Violência infantil: como garantir os direitos da criança e do adolescente?
Enviada em 03/07/2022
Desde os primórdios, a maior parte dos casos de violência contra criança e adolescente, acontece no ambiente familiar, contrapondo o entendimento de proteção que a família deveria exercer. Deixando marcas a longo prazo, com consequências mentais, emocionais e físicas que se arrastam para a vida adulta, provocando um impacto profundo no desenvolvimento dos mesmos.
Em primeira análise, evidencia-se os altos índices de violência sexual no país. Sob essa ótica, só em 2022, já foram registradas 4.486 denúncias de abusos sexual contra crianças e adolescentes no Brasil, segundo o balanço do Ministério da Mulher, da Família e dos Direitos Humanos.

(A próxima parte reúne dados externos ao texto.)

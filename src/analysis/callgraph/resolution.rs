//! Override resolution over the declared type hierarchy.
//!
//! This module links supertype method declarations to the subtype methods
//! that override or implement them. The resolver precomputes the hierarchy
//! from the program model's [`TypeEdge`]s and indexes every declared method
//! per owner type, enabling efficient lookup during propagation:
//!
//! - Direct call resolution needs nothing from here
//! - A call through an interface or abstract type is suspendable when *any*
//!   implementation of that declaration is, so the propagation engine fans
//!   out over the override relation computed here
//!
//! Matching follows the binary dispatch contract: exact name+descriptor
//! equality only. A covariant or differently erased signature is a different
//! method as far as dispatch is concerned; adapters that want to fold
//! synthetic bridge methods must normalize them before handing over the model.

use std::collections::{HashMap, HashSet};
use std::sync::Arc;

use tracing::debug;

use crate::model::{MethodId, ProgramModel};

/// Resolves override relations using the declared type hierarchy.
///
/// The resolver precomputes direct sub/supertype adjacency and a per-type
/// index of declared (name, descriptor) pairs from the model. Transitive
/// queries run a worklist closure over the precomputed adjacency, so diamond
/// interface implementation and multi-level inheritance need no special
/// handling.
#[derive(Debug, Default)]
pub struct OverrideResolver {
    /// Direct supertypes per type (class extends + interface implements).
    supertypes: HashMap<Arc<str>, Vec<Arc<str>>>,
    /// Inverse adjacency: direct subtypes per type.
    subtypes: HashMap<Arc<str>, Vec<Arc<str>>>,
    /// Methods declared per owner type, as reported by the model.
    declarations: HashMap<Arc<str>, Vec<MethodId>>,
}

impl OverrideResolver {
    /// Builds an override resolver from a program model snapshot.
    ///
    /// # Arguments
    ///
    /// * `model` - The fully enumerated program snapshot
    #[must_use]
    pub fn new(model: &ProgramModel) -> Self {
        let mut resolver = Self::default();

        for edge in model.type_edges() {
            let sub: Arc<str> = Arc::from(edge.subtype());
            let sup: Arc<str> = Arc::from(edge.supertype());
            resolver
                .supertypes
                .entry(sub.clone())
                .or_default()
                .push(sup.clone());
            resolver.subtypes.entry(sup).or_default().push(sub);
        }

        for record in model.methods() {
            resolver
                .declarations
                .entry(Arc::from(record.id().owner()))
                .or_default()
                .push(record.id().clone());
        }

        debug!(
            types = resolver.declarations.len(),
            hierarchy_edges = model.type_edge_count(),
            "override resolver built"
        );
        resolver
    }

    /// Returns all declared supertypes of a type, including the type itself.
    ///
    /// This is the reflexive-transitive closure of the declared inheritance
    /// relation, covering multi-level inheritance and diamond interface
    /// implementation.
    #[must_use]
    pub fn declared_supertypes(&self, type_name: &str) -> HashSet<Arc<str>> {
        closure(&self.supertypes, type_name)
    }

    /// Returns all subtypes of a type, including the type itself.
    ///
    /// Reflexive-transitive closure of the inverse inheritance relation,
    /// restricted to types reachable in the analyzed program.
    #[must_use]
    pub fn subtypes_of(&self, type_name: &str) -> HashSet<Arc<str>> {
        closure(&self.subtypes, type_name)
    }

    /// Returns every method that overrides or implements the given declaration.
    ///
    /// Searches all strict transitive subtypes of the declaration's owner for
    /// a declared method with exactly the same name and descriptor. The
    /// method itself is never part of its own override set.
    ///
    /// A declaration with no implementors in the analyzed program yields an
    /// empty set.
    #[must_use]
    pub fn overrides_of(&self, method: &MethodId) -> Vec<MethodId> {
        self.matching_declarations(method, &self.subtypes_of(method.owner()))
    }

    /// Returns every supertype declaration that the given method overrides or
    /// implements.
    ///
    /// The inverse of [`overrides_of`](Self::overrides_of): declarations with
    /// the same name and descriptor on strict transitive supertypes of the
    /// method's owner. This is the edge set the propagation engine fans out
    /// over when a concrete method turns out to be suspendable.
    #[must_use]
    pub fn super_declarations(&self, method: &MethodId) -> Vec<MethodId> {
        self.matching_declarations(method, &self.declared_supertypes(method.owner()))
    }

    /// Collects declarations matching `method` by name+descriptor on the given
    /// types, excluding the method's own owner.
    fn matching_declarations(&self, method: &MethodId, types: &HashSet<Arc<str>>) -> Vec<MethodId> {
        let mut result = Vec::new();
        for type_name in types {
            if **type_name == *method.owner() {
                continue;
            }
            let Some(declared) = self.declarations.get(type_name) else {
                continue;
            };
            for candidate in declared {
                if candidate.name() == method.name()
                    && candidate.descriptor() == method.descriptor()
                {
                    result.push(method.with_owner(type_name.clone()));
                }
            }
        }
        result
    }

    /// Returns statistics about the resolver state.
    #[must_use]
    pub fn stats(&self) -> ResolverStats {
        let hierarchy_edges = self.supertypes.values().map(Vec::len).sum();
        let declared_methods = self.declarations.values().map(Vec::len).sum();
        let max_direct_subtypes = self.subtypes.values().map(Vec::len).max().unwrap_or(0);

        ResolverStats {
            total_types: self.declarations.len(),
            hierarchy_edges,
            declared_methods,
            max_direct_subtypes,
        }
    }
}

/// Reflexive-transitive closure of an adjacency relation, via worklist.
fn closure(adjacency: &HashMap<Arc<str>, Vec<Arc<str>>>, start: &str) -> HashSet<Arc<str>> {
    let mut visited: HashSet<Arc<str>> = HashSet::new();
    let mut worklist: Vec<Arc<str>> = vec![Arc::from(start)];

    while let Some(current) = worklist.pop() {
        if !visited.insert(current.clone()) {
            continue;
        }
        if let Some(nexts) = adjacency.get(&current) {
            for next in nexts {
                if !visited.contains(next) {
                    worklist.push(next.clone());
                }
            }
        }
    }

    visited
}

/// Statistics about the override resolver state.
#[derive(Debug, Clone, Default)]
pub struct ResolverStats {
    /// Number of types with at least one declared method.
    pub total_types: usize,
    /// Number of declared inheritance edges indexed.
    pub hierarchy_edges: usize,
    /// Number of method declarations indexed across all types.
    pub declared_methods: usize,
    /// Largest number of direct subtypes of any single type.
    pub max_direct_subtypes: usize,
}
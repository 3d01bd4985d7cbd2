//! The program model handed over by a compiled-artifact adapter.

use std::sync::Arc;

use crate::model::MethodRecord;

/// A normalized snapshot of one analyzed program.
///
/// This is the handoff format between a program model adapter (the component
/// that reads compiled artifacts, out of scope for this crate) and the
/// analysis core: a sequence of [`MethodRecord`]s plus a sequence of
/// [`TypeEdge`]s. The core treats the model as ground truth and never goes
/// back to the artifacts.
///
/// A model is built fresh per analysis run and is not updated once the run's
/// [`CallGraph`](crate::CallGraph) and
/// [`OverrideResolver`](crate::OverrideResolver) have been constructed from it.
///
/// # Example
///
/// ```rust
/// use suspscan::{MethodFlags, MethodId, MethodRecord, ProgramModel, TypeEdge};
///
/// let mut model = ProgramModel::new();
/// model.push_method(MethodRecord::new(
///     MethodId::new("co/acme/Sched", "park", "()V"),
///     Vec::new(),
///     MethodFlags::SUSPEND_PRIMITIVE,
/// ));
/// model.push_type_edge(TypeEdge::new("co/acme/B", "co/acme/IA"));
/// assert_eq!(model.method_count(), 1);
/// ```
#[derive(Debug, Default)]
pub struct ProgramModel {
    methods: Vec<MethodRecord>,
    type_edges: Vec<TypeEdge>,
}

impl ProgramModel {
    /// Creates an empty program model.
    #[must_use]
    pub fn new() -> Self {
        Self::default()
    }

    /// Appends a method record to the model.
    ///
    /// The adapter must report each method exactly once; duplicates are
    /// detected later, when a call graph is built from the model.
    pub fn push_method(&mut self, record: MethodRecord) {
        self.methods.push(record);
    }

    /// Appends a declared inheritance edge to the model.
    pub fn push_type_edge(&mut self, edge: TypeEdge) {
        self.type_edges.push(edge);
    }

    /// Returns every method record in the model.
    #[must_use]
    pub fn methods(&self) -> &[MethodRecord] {
        &self.methods
    }

    /// Returns every declared inheritance edge in the model.
    #[must_use]
    pub fn type_edges(&self) -> &[TypeEdge] {
        &self.type_edges
    }

    /// Returns the number of methods in the model.
    #[must_use]
    pub fn method_count(&self) -> usize {
        self.methods.len()
    }

    /// Returns the number of declared inheritance edges in the model.
    #[must_use]
    pub fn type_edge_count(&self) -> usize {
        self.type_edges.len()
    }
}

/// A declared inheritance relationship between two types.
///
/// Covers both class-extends and interface-implements edges; the override
/// resolver does not distinguish the two, because binary dispatch treats them
/// identically for name+descriptor matching.
#[derive(Debug, Clone, PartialEq, Eq, Hash)]
pub struct TypeEdge {
    subtype: Arc<str>,
    supertype: Arc<str>,
}

impl TypeEdge {
    /// Creates a new inheritance edge from `subtype` to `supertype`.
    #[must_use]
    pub fn new(subtype: impl Into<Arc<str>>, supertype: impl Into<Arc<str>>) -> Self {
        TypeEdge {
            subtype: subtype.into(),
            supertype: supertype.into(),
        }
    }

    /// Returns the subtype (the extending class or implementing type).
    #[must_use]
    pub fn subtype(&self) -> &str {
        &self.subtype
    }

    /// Returns the supertype (the extended class or implemented interface).
    #[must_use]
    pub fn supertype(&self) -> &str {
        &self.supertype
    }
}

A estimativa é de que a cada hora, quatro crianças e adolescentes sofrem violência sexual no país.
Além disso, é nótorio as consequências causada nas vítimas, podendo se ocasionar problemas sociais, emocionais, psicológicos e cognitivos, gerarando ansiedade, transtornos depressivos, baixo desempenho na escola. O fato é que a criança ou adolescente exposto a qualquer tipo de violência pode ter as suas sensibilidades ou a forma de lidar com os problemas alterados, com possíveis sequelas no presente e também no futuro.
Depreende-se, portanto, a adoção de medidas que venham reduzir os índices de violência infantil. Dessa maneica, cabe ao Governo Federal, buscar assegurar a implementação e cumprimento das leis, para previnir comportamentos violentos, além de aumentar o acesso das crianças a uma educação mais eficaz e a formação de habilidades para a vida, assegurando que o ambiente escolar seja seguro e estimulante.